PROBLEM DETAILS:
Would you copy out only the lines from the one with "Arc::new(AcceptAll)" to the end of the records, exactly as they stand?

TASK MATERIAL:
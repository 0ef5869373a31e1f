//! Weaving checks into classes
//!
//! Weaving one class goes through a fixed sequence of steps:
//!
//!  1. The class is classified as checked or unchecked (by the caller, see
//!     [`crate::agent::RuntimeTransformer`]).
//!  2. Each method body is streamed through an [`EnforcementTransform`], which inserts
//!     parameter checks on entry (checked classes only) and checks next to the instructions the
//!     strategy cares about.
//!  3. For checked classes, methods inherited from unchecked ancestors are collected by the
//!     [`HierarchyResolver`] and bridged where the strategy says a check would be skipped.
//!  4. Every rewritten body is verified to be stack-sound.
//!
//! Any failure leaves the class untouched: [`Weaver::weave`] either produces a complete result or
//! an error.

mod bridge;
mod errors;
mod transform;

pub use bridge::*;
pub use errors::*;
pub use transform::*;

use crate::jvm::code::MethodRef;
use crate::jvm::model::ClassModel;
use crate::policy::{InstrumentationStrategy, ProgramPoint};
use crate::resolution::HierarchyResolver;
use crate::scope::ScopeFilter;
use std::fmt;
use std::sync::Arc;

/// Whether a class is subject to enforcement
#[derive(Copy, Clone, Debug, PartialEq, Eq, Hash)]
pub enum ScopeClassification {
    Checked,

    /// Only monitored for effects on checked classes
    Unchecked,
}

impl ScopeClassification {
    pub const fn is_checked(&self) -> bool {
        matches!(self, ScopeClassification::Checked)
    }
}

impl From<bool> for ScopeClassification {
    fn from(checked: bool) -> ScopeClassification {
        if checked {
            ScopeClassification::Checked
        } else {
            ScopeClassification::Unchecked
        }
    }
}

impl fmt::Display for ScopeClassification {
    fn fmt(&self, f: &mut fmt::Formatter<'_>) -> fmt::Result {
        match self {
            ScopeClassification::Checked => f.write_str("checked"),
            ScopeClassification::Unchecked => f.write_str("unchecked"),
        }
    }
}

/// Check inserted by a weave
#[derive(Clone, Debug, PartialEq, Eq, Hash)]
pub struct InsertedCheck {
    /// Signature of the method containing the check (eg. `get(I)Ljava/lang/Object;`)
    pub method: String,

    pub point: ProgramPoint,

    /// Name of the checked value in violation messages
    pub diagnostic: String,
}

/// Result of weaving one class
#[derive(Clone, Debug, PartialEq)]
pub struct WeaveOutcome {
    /// Woven class
    pub class: ClassModel,

    /// Every check inserted, in order of insertion
    pub inserted: Vec<InsertedCheck>,

    /// Inherited implementations which got a bridge
    pub bridges: Vec<MethodRef>,
}

/// Per-class inputs to a weave
pub struct WeaveContext<'a> {
    pub classification: ScopeClassification,

    /// Which classes are checked, used to stop the walk for bridge candidates
    pub checked: &'a dyn ScopeFilter,
}

pub struct Weaver {
    strategy: Arc<dyn InstrumentationStrategy>,
    hierarchy: Arc<dyn HierarchyResolver>,
}

impl Weaver {
    pub fn new(
        strategy: Arc<dyn InstrumentationStrategy>,
        hierarchy: Arc<dyn HierarchyResolver>,
    ) -> Weaver {
        Weaver {
            strategy,
            hierarchy,
        }
    }

    pub fn weave(
        &self,
        class: &ClassModel,
        context: &WeaveContext<'_>,
    ) -> Result<WeaveOutcome, Error> {
        let checked = context.classification.is_checked();
        let mut woven = class.clone();
        let mut inserted = vec![];

        for (index, method) in class.methods.iter().enumerate() {
            let code = match &method.code {
                Some(code) => code,
                None => continue,
            };
            let transform =
                EnforcementTransform::new(self.strategy.as_ref(), class, method, checked);
            let (code, checks) = transform
                .transform(code)
                .map_err(|err| Error::Method(method.signature(), err))?;
            woven.methods[index].code = Some(code);
            inserted.extend(checks);
        }

        let mut bridges = vec![];
        if checked && !class.is_interface() {
            let candidates = self
                .hierarchy
                .resolve_bridge_candidates(class, context.checked);
            for parent in &candidates {
                let plan = match BridgePlan::for_parent(self.strategy.as_ref(), parent) {
                    Some(plan) => plan,
                    None => continue,
                };
                let (method, checks) =
                    BridgeEmitter::emit(&plan).map_err(|err| Error::Bridge(plan.signature(), err))?;
                log::debug!("Bridging {} in {}", plan.target(), class.name);
                woven.add_method(method);
                inserted.extend(checks);
                bridges.push(plan.target());
            }
        }

        log::debug!(
            "Wove {} class {} ({} checks, {} bridges)",
            context.classification,
            class.name,
            inserted.len(),
            bridges.len()
        );
        Ok(WeaveOutcome {
            class: woven,
            inserted,
            bridges,
        })
    }
}
//! Editable representations of classes
//!
//! This is the representation the weaver works on. Everything is owned and cloneable, so a unit
//! can be parsed once, inspected by the policy, and then rewritten into a new model without
//! touching the original.
//!
//!   - __Class__ is represented using [`ClassModel`]
//!   - __Method__ is represented using [`MethodModel`]
//!   - __Field__ is represented using [`FieldModel`]

mod class;
mod field;
mod method;

pub use class::*;
pub use field::*;
pub use method::*;
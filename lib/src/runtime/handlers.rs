use super::{resolve_attribution, StackFrame, StackWalker, Violation, ViolationError};
use std::fmt;
use std::io::Write;
use std::sync::{Arc, Mutex, PoisonError};

/// Decides what happens when a check fails
pub trait ViolationHandler: Send + Sync {
    /// Handle a violation
    ///
    /// Returning an error terminates the call containing the check.
    fn handle_violation(
        &self,
        violation: &Violation,
        stack: &dyn StackWalker,
    ) -> Result<(), ViolationError>;
}

fn attributed_frame(violation: &Violation, stack: &dyn StackWalker) -> Option<StackFrame> {
    let frames = stack.frames();
    resolve_attribution(&frames, violation.attribution).cloned()
}

/// Terminates the call with an error
#[derive(Copy, Clone, Debug, Default)]
pub struct ThrowingViolationHandler;

impl ViolationHandler for ThrowingViolationHandler {
    fn handle_violation(
        &self,
        violation: &Violation,
        stack: &dyn StackWalker,
    ) -> Result<(), ViolationError> {
        Err(ViolationError {
            violation: violation.clone(),
            location: attributed_frame(violation, stack),
        })
    }
}

/// Logs the violation at `error` level and carries on
#[derive(Copy, Clone, Debug, Default)]
pub struct LoggingViolationHandler;

impl ViolationHandler for LoggingViolationHandler {
    fn handle_violation(
        &self,
        violation: &Violation,
        stack: &dyn StackWalker,
    ) -> Result<(), ViolationError> {
        match attributed_frame(violation, stack) {
            Some(frame) => log::error!(
                "[RuntimeFramework - {}] {} (at {})",
                violation.checker,
                violation.message,
                frame
            ),
            None => log::error!(
                "[RuntimeFramework - {}] {}",
                violation.checker,
                violation.message
            ),
        }
        Ok(())
    }
}

/// Writes one line per violation and carries on
///
/// Lines have the form `[VIOLATION] <file>:<line> (<checker>) <message>`, which test harnesses
/// match on.
pub struct ReportingViolationHandler<W> {
    out: Mutex<W>,
}

impl<W: Write + Send> ReportingViolationHandler<W> {
    pub fn new(out: W) -> ReportingViolationHandler<W> {
        ReportingViolationHandler {
            out: Mutex::new(out),
        }
    }

    pub fn into_inner(self) -> W {
        self.out.into_inner().unwrap_or_else(PoisonError::into_inner)
    }

    pub fn format_line(violation: &Violation, frame: Option<&StackFrame>) -> String {
        let location = frame.map_or_else(|| String::from("Unknown:0"), StackFrame::location);
        format!(
            "[VIOLATION] {} ({}) {}",
            location, violation.checker, violation.message
        )
    }
}

impl<W: Write + Send> ViolationHandler for ReportingViolationHandler<W> {
    fn handle_violation(
        &self,
        violation: &Violation,
        stack: &dyn StackWalker,
    ) -> Result<(), ViolationError> {
        let frame = attributed_frame(violation, stack);
        let line = Self::format_line(violation, frame.as_ref());
        let mut out = self.out.lock().unwrap_or_else(PoisonError::into_inner);
        if let Err(err) = writeln!(out, "{}", line).and_then(|_| out.flush()) {
            log::warn!("Failed to report violation ({}): {}", err, line);
        }
        Ok(())
    }
}

/// Violation along with the frame it was attributed to
#[derive(Clone, Debug, PartialEq, Eq)]
pub struct RecordedViolation {
    pub violation: Violation,
    pub location: Option<StackFrame>,
}

/// Keeps every violation in memory and carries on
#[derive(Default)]
pub struct RecordingViolationHandler {
    violations: Mutex<Vec<RecordedViolation>>,
}

impl RecordingViolationHandler {
    pub fn new() -> RecordingViolationHandler {
        RecordingViolationHandler::default()
    }

    /// Violations recorded so far
    pub fn violations(&self) -> Vec<RecordedViolation> {
        self.violations
            .lock()
            .unwrap_or_else(PoisonError::into_inner)
            .clone()
    }

    /// Remove and return violations recorded so far
    pub fn take(&self) -> Vec<RecordedViolation> {
        std::mem::take(&mut *self.violations.lock().unwrap_or_else(PoisonError::into_inner))
    }
}

impl ViolationHandler for RecordingViolationHandler {
    fn handle_violation(
        &self,
        violation: &Violation,
        stack: &dyn StackWalker,
    ) -> Result<(), ViolationError> {
        let location = attributed_frame(violation, stack);
        self.violations
            .lock()
            .unwrap_or_else(PoisonError::into_inner)
            .push(RecordedViolation {
                violation: violation.clone(),
                location,
            });
        Ok(())
    }
}

/// Built-in handlers, by configuration name
#[derive(Copy, Clone, Debug, PartialEq, Eq)]
pub enum HandlerKind {
    Throwing,
    Logging,
    Reporting,
}

impl HandlerKind {
    /// Parse a configured handler name
    ///
    /// Besides the short names (`throwing`, `logging`, `reporting`), the handler class names
    /// (`ThrowingViolationHandler`, ...) are also understood, with or without a package.
    pub fn from_name(name: &str) -> Option<HandlerKind> {
        let name = name.trim();
        let simple_name = name.rsplit(&['.', '/'][..]).next().unwrap_or(name);
        let simple_name = simple_name
            .strip_suffix("ViolationHandler")
            .unwrap_or(simple_name);
        match simple_name.to_ascii_lowercase().as_str() {
            "throwing" | "throw" => Some(HandlerKind::Throwing),
            "logging" | "log" => Some(HandlerKind::Logging),
            "reporting" | "report" | "testviolation" => Some(HandlerKind::Reporting),
            _ => None,
        }
    }

    /// Instantiate the handler (reporting handlers write to standard output)
    pub fn create(&self) -> Arc<dyn ViolationHandler> {
        match self {
            HandlerKind::Throwing => Arc::new(ThrowingViolationHandler),
            HandlerKind::Logging => Arc::new(LoggingViolationHandler),
            HandlerKind::Reporting => Arc::new(ReportingViolationHandler::new(std::io::stdout())),
        }
    }
}

impl fmt::Display for HandlerKind {
    fn fmt(&self, f: &mut fmt::Formatter<'_>) -> fmt::Result {
        match self {
            HandlerKind::Throwing => write!(f, "throwing"),
            HandlerKind::Logging => write!(f, "logging"),
            HandlerKind::Reporting => write!(f, "reporting"),
        }
    }
}
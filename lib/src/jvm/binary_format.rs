use super::Error;
use byteorder::{BigEndian, ReadBytesExt, WriteBytesExt};
use std::io::Result;

/// Utility trait for serializing data inside unit images
///
/// The format follows the conventions of Java class files:
///
///   - tags are always `u8`
///   - when serializing a sequence, the length of the sequence is usually `u16`
///   - strings are a `u16` length followed by that many bytes of UTF-8
///
pub trait Serialize {
    /// Serialize construct into a binary output stream
    fn serialize<W: WriteBytesExt>(&self, writer: &mut W) -> Result<()>;
}

/// Inverse of [`Serialize`]
///
/// Reading can fail for reasons other than IO (bad tags, invalid names, etc.), so this produces a
/// full [`Error`].
pub trait Deserialize: Sized {
    /// Read construct from a binary input stream
    fn deserialize<R: ReadBytesExt>(reader: &mut R) -> std::result::Result<Self, Error>;
}

/// Fixed-width numbers are big-endian
macro_rules! numeric {
    ($($ty:ty => $write:ident, $read:ident;)*) => {
        $(
            impl Serialize for $ty {
                fn serialize<W: WriteBytesExt>(&self, writer: &mut W) -> Result<()> {
                    writer.$write::<BigEndian>(*self)
                }
            }

            impl Deserialize for $ty {
                fn deserialize<R: ReadBytesExt>(reader: &mut R) -> std::result::Result<Self, Error> {
                    Ok(reader.$read::<BigEndian>()?)
                }
            }
        )*
    };
}

numeric! {
    u16 => write_u16, read_u16;
    u32 => write_u32, read_u32;
    i16 => write_i16, read_i16;
    i32 => write_i32, read_i32;
    i64 => write_i64, read_i64;
    f32 => write_f32, read_f32;
    f64 => write_f64, read_f64;
}

impl Serialize for u8 {
    fn serialize<W: WriteBytesExt>(&self, writer: &mut W) -> Result<()> {
        writer.write_u8(*self)
    }
}

impl Deserialize for u8 {
    fn deserialize<R: ReadBytesExt>(reader: &mut R) -> std::result::Result<Self, Error> {
        Ok(reader.read_u8()?)
    }
}

impl Serialize for i8 {
    fn serialize<W: WriteBytesExt>(&self, writer: &mut W) -> Result<()> {
        writer.write_i8(*self)
    }
}

impl Deserialize for i8 {
    fn deserialize<R: ReadBytesExt>(reader: &mut R) -> std::result::Result<Self, Error> {
        Ok(reader.read_i8()?)
    }
}

impl Serialize for bool {
    fn serialize<W: WriteBytesExt>(&self, writer: &mut W) -> Result<()> {
        (*self as u8).serialize(writer)
    }
}

/// Write out a `u16` length prefix
fn write_length<W: WriteBytesExt>(writer: &mut W, length: usize, what: &str) -> Result<()> {
    match u16::try_from(length) {
        Ok(length) => length.serialize(writer),
        Err(_) => Err(std::io::Error::new(
            std::io::ErrorKind::InvalidInput,
            format!("{} of length {} does not fit a u16 prefix", what, length),
        )),
    }
}

impl Serialize for str {
    fn serialize<W: WriteBytesExt>(&self, writer: &mut W) -> Result<()> {
        write_length(writer, self.len(), "String")?;
        writer.write_all(self.as_bytes())
    }
}

impl Serialize for String {
    fn serialize<W: WriteBytesExt>(&self, writer: &mut W) -> Result<()> {
        self.as_str().serialize(writer)
    }
}

/// Size in `u16` is the first thing serialized/deserialized
impl<A: Serialize> Serialize for Vec<A> {
    fn serialize<W: WriteBytesExt>(&self, writer: &mut W) -> Result<()> {
        write_length(writer, self.len(), "Sequence")?;
        self.iter().try_for_each(|elem| elem.serialize(writer))
    }
}

/// Presence is a `u8` tag (`0` or `1`)
impl<A: Serialize> Serialize for Option<A> {
    fn serialize<W: WriteBytesExt>(&self, writer: &mut W) -> Result<()> {
        match self {
            None => 0u8.serialize(writer),
            Some(value) => {
                1u8.serialize(writer)?;
                value.serialize(writer)
            }
        }
    }
}

impl<A: Serialize, B: Serialize> Serialize for (A, B) {
    fn serialize<W: WriteBytesExt>(&self, writer: &mut W) -> Result<()> {
        self.0.serialize(writer)?;
        self.1.serialize(writer)
    }
}

impl Deserialize for bool {
    fn deserialize<R: ReadBytesExt>(reader: &mut R) -> std::result::Result<Self, Error> {
        match u8::deserialize(reader)? {
            0 => Ok(false),
            1 => Ok(true),
            other => Err(Error::Malformed(format!("Invalid boolean {}", other))),
        }
    }
}

impl Deserialize for String {
    fn deserialize<R: ReadBytesExt>(reader: &mut R) -> std::result::Result<Self, Error> {
        let len = u16::deserialize(reader)?;
        let mut bytes = vec![0; len as usize];
        reader.read_exact(&mut bytes)?;
        String::from_utf8(bytes).map_err(|err| Error::Malformed(format!("Invalid string: {}", err)))
    }
}

impl<A: Deserialize> Deserialize for Vec<A> {
    fn deserialize<R: ReadBytesExt>(reader: &mut R) -> std::result::Result<Self, Error> {
        let len = u16::deserialize(reader)?;
        (0..len).map(|_| A::deserialize(reader)).collect()
    }
}

impl<A: Deserialize> Deserialize for Option<A> {
    fn deserialize<R: ReadBytesExt>(reader: &mut R) -> std::result::Result<Self, Error> {
        match u8::deserialize(reader)? {
            0 => Ok(None),
            1 => Ok(Some(A::deserialize(reader)?)),
            other => Err(Error::Malformed(format!("Invalid option tag {}", other))),
        }
    }
}

impl<A: Deserialize, B: Deserialize> Deserialize for (A, B) {
    fn deserialize<R: ReadBytesExt>(reader: &mut R) -> std::result::Result<Self, Error> {
        Ok((A::deserialize(reader)?, B::deserialize(reader)?))
    }
}
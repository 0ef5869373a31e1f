//! Deciding which units are in scope
//!
//! A [`ScopeFilter`] is a cheap, side-effect free predicate on class names. Filters are used in
//! two places:
//!
//!   - to decide which loaded units get looked at at all (the scan filter)
//!   - to classify units as _checked_ (subject to enforcement) or _unchecked_ (only monitored
//!     for effects crossing into checked code)
//!
//! Opting in through an annotation on a class or its package is not a filter, since finding out
//! requires loading metadata: see [`MarkerLookup`].

mod filters;
mod marker;

pub use filters::*;
pub use marker::*;

use crate::jvm::BinaryName;
use std::sync::Arc;

/// Predicate on class names
pub trait ScopeFilter: Send + Sync {
    fn test(&self, class: &BinaryName) -> bool;

    /// Accept classes accepted by both filters
    fn and<F: ScopeFilter>(self, other: F) -> AndFilter<Self, F>
    where
        Self: Sized,
    {
        AndFilter(self, other)
    }

    /// Accept classes accepted by either filter
    fn or<F: ScopeFilter>(self, other: F) -> OrFilter<Self, F>
    where
        Self: Sized,
    {
        OrFilter(self, other)
    }

    /// Accept classes rejected by this filter
    fn not(self) -> NotFilter<Self>
    where
        Self: Sized,
    {
        NotFilter(self)
    }
}

impl<F: ScopeFilter + ?Sized> ScopeFilter for Arc<F> {
    fn test(&self, class: &BinaryName) -> bool {
        (**self).test(class)
    }
}

impl<F: ScopeFilter + ?Sized> ScopeFilter for Box<F> {
    fn test(&self, class: &BinaryName) -> bool {
        (**self).test(class)
    }
}

pub struct AndFilter<A, B>(A, B);

impl<A: ScopeFilter, B: ScopeFilter> ScopeFilter for AndFilter<A, B> {
    fn test(&self, class: &BinaryName) -> bool {
        self.0.test(class) && self.1.test(class)
    }
}

pub struct OrFilter<A, B>(A, B);

impl<A: ScopeFilter, B: ScopeFilter> ScopeFilter for OrFilter<A, B> {
    fn test(&self, class: &BinaryName) -> bool {
        self.0.test(class) || self.1.test(class)
    }
}

pub struct NotFilter<A>(A);

impl<A: ScopeFilter> ScopeFilter for NotFilter<A> {
    fn test(&self, class: &BinaryName) -> bool {
        !self.0.test(class)
    }
}

/// Filter defined by a closure
pub struct FnFilter<F>(pub F);

impl<F: Fn(&BinaryName) -> bool + Send + Sync> ScopeFilter for FnFilter<F> {
    fn test(&self, class: &BinaryName) -> bool {
        (self.0)(class)
    }
}

#[derive(Copy, Clone, Debug, Default)]
pub struct AcceptAll;

impl ScopeFilter for AcceptAll {
    fn test(&self, _class: &BinaryName) -> bool {
        true
    }
}

#[derive(Copy, Clone, Debug, Default)]
pub struct RejectAll;

impl ScopeFilter for RejectAll {
    fn test(&self, _class: &BinaryName) -> bool {
        false
    }
}

pub fn accept_all() -> Arc<dyn ScopeFilter> {
    Arc::new(AcceptAll)
}

pub fn reject_all() -> Arc<dyn ScopeFilter> {
    Arc::new(RejectAll)
}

RESULT BELOW:
    Arc::new(AcceptAll)
}

pub fn reject_all() -> Arc<dyn ScopeFilter> {
    Arc::new(RejectAll)
}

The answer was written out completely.